_MATERIAL SUPPLIED:_
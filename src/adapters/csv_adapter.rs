//! CSV file data adapter.
//!
//! One file per symbol at `<dir>/<SYMBOL>.csv` with the header
//! `timestamp,open,high,low,close,volume`. Columns are located by header name
//! (`date` is accepted for `timestamp`). Files are expected to already hold
//! bars at the requested interval.

use crate::domain::bar::Bar;
use crate::domain::error::SimError;
use crate::domain::interval::BarInterval;
use crate::ports::data_port::DataPort;
use chrono::{DateTime, NaiveDate, Utc};
use std::fs;
use std::path::PathBuf;

pub const PROVIDER_NAME: &str = "csv";

pub struct CsvAdapter {
    base_path: PathBuf,
}

struct Columns {
    timestamp: usize,
    open: usize,
    high: usize,
    low: usize,
    close: usize,
    volume: usize,
}

impl Columns {
    fn from_headers(headers: &csv::StringRecord) -> Result<Self, SimError> {
        let find = |names: &[&str]| -> Result<usize, SimError> {
            headers
                .iter()
                .position(|h| names.iter().any(|n| h.trim().eq_ignore_ascii_case(n)))
                .ok_or_else(|| SimError::DataRead {
                    reason: format!("missing {} column", names[0]),
                })
        };
        Ok(Columns {
            timestamp: find(&["timestamp", "date"])?,
            open: find(&["open"])?,
            high: find(&["high"])?,
            low: find(&["low"])?,
            close: find(&["close"])?,
            volume: find(&["volume"])?,
        })
    }
}

/// RFC 3339 (`2024-01-02T15:30:00Z`) or a plain date at midnight UTC.
pub fn parse_timestamp(raw: &str) -> Option<DateTime<Utc>> {
    let raw = raw.trim();
    if let Ok(ts) = DateTime::parse_from_rfc3339(raw) {
        return Some(ts.with_timezone(&Utc));
    }
    NaiveDate::parse_from_str(raw, "%Y-%m-%d")
        .ok()
        .and_then(|d| d.and_hms_opt(0, 0, 0))
        .map(|dt| dt.and_utc())
}

fn parse_field(
    record: &csv::StringRecord,
    index: usize,
    name: &str,
    line: u64,
) -> Result<f64, SimError> {
    let raw = record.get(index).ok_or_else(|| SimError::DataRead {
        reason: format!("line {line}: missing {name} value"),
    })?;
    raw.trim().parse().map_err(|e| SimError::DataRead {
        reason: format!("line {line}: invalid {name} value '{raw}': {e}"),
    })
}

impl CsvAdapter {
    pub fn new(base_path: PathBuf) -> Self {
        Self { base_path }
    }

    fn csv_path(&self, symbol: &str) -> PathBuf {
        self.base_path.join(format!("{symbol}.csv"))
    }
}

impl DataPort for CsvAdapter {
    fn fetch_bars(
        &self,
        symbol: &str,
        start_date: NaiveDate,
        end_date: NaiveDate,
        _interval: BarInterval,
    ) -> Result<Vec<Bar>, SimError> {
        let path = self.csv_path(symbol);
        let content = fs::read_to_string(&path).map_err(|e| SimError::DataRead {
            reason: format!("failed to read {}: {}", path.display(), e),
        })?;

        let mut rdr = csv::Reader::from_reader(content.as_bytes());
        let headers = rdr.headers().map_err(|e| SimError::DataRead {
            reason: format!("CSV header error in {}: {}", path.display(), e),
        })?;
        let columns = Columns::from_headers(headers)?;
        let mut bars = Vec::new();

        for result in rdr.records() {
            let record = result.map_err(|e| SimError::DataRead {
                reason: format!("CSV parse error: {}", e),
            })?;
            let line = record.position().map_or(0, |p| p.line());

            let raw_ts = record.get(columns.timestamp).unwrap_or_default();
            let timestamp = parse_timestamp(raw_ts).ok_or_else(|| SimError::DataRead {
                reason: format!("line {line}: invalid timestamp '{raw_ts}'"),
            })?;

            let date = timestamp.date_naive();
            if date < start_date || date > end_date {
                continue;
            }

            bars.push(Bar {
                symbol: symbol.to_string(),
                timestamp,
                open: parse_field(&record, columns.open, "open", line)?,
                high: parse_field(&record, columns.high, "high", line)?,
                low: parse_field(&record, columns.low, "low", line)?,
                close: parse_field(&record, columns.close, "close", line)?,
                volume: parse_field(&record, columns.volume, "volume", line)?,
            });
        }

        bars.sort_by_key(|b| b.timestamp);
        Ok(bars)
    }

    fn list_symbols(&self) -> Result<Vec<String>, SimError> {
        let entries = fs::read_dir(&self.base_path).map_err(|e| SimError::DataRead {
            reason: format!(
                "failed to read directory {}: {}",
                self.base_path.display(),
                e
            ),
        })?;

        let mut symbols = Vec::new();
        for entry in entries {
            let entry = entry?;
            let name = entry.file_name();
            let name_str = name.to_string_lossy();
            if let Some(symbol) = name_str.strip_suffix(".csv") {
                symbols.push(symbol.to_string());
            }
        }

        symbols.sort();
        Ok(symbols)
    }
}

_PROBLEM:_ Wherever a line in the records above includes "reason", count it, then give the total and nothing besides.

_RESPONSE TO THIS EXERCISE:_ 8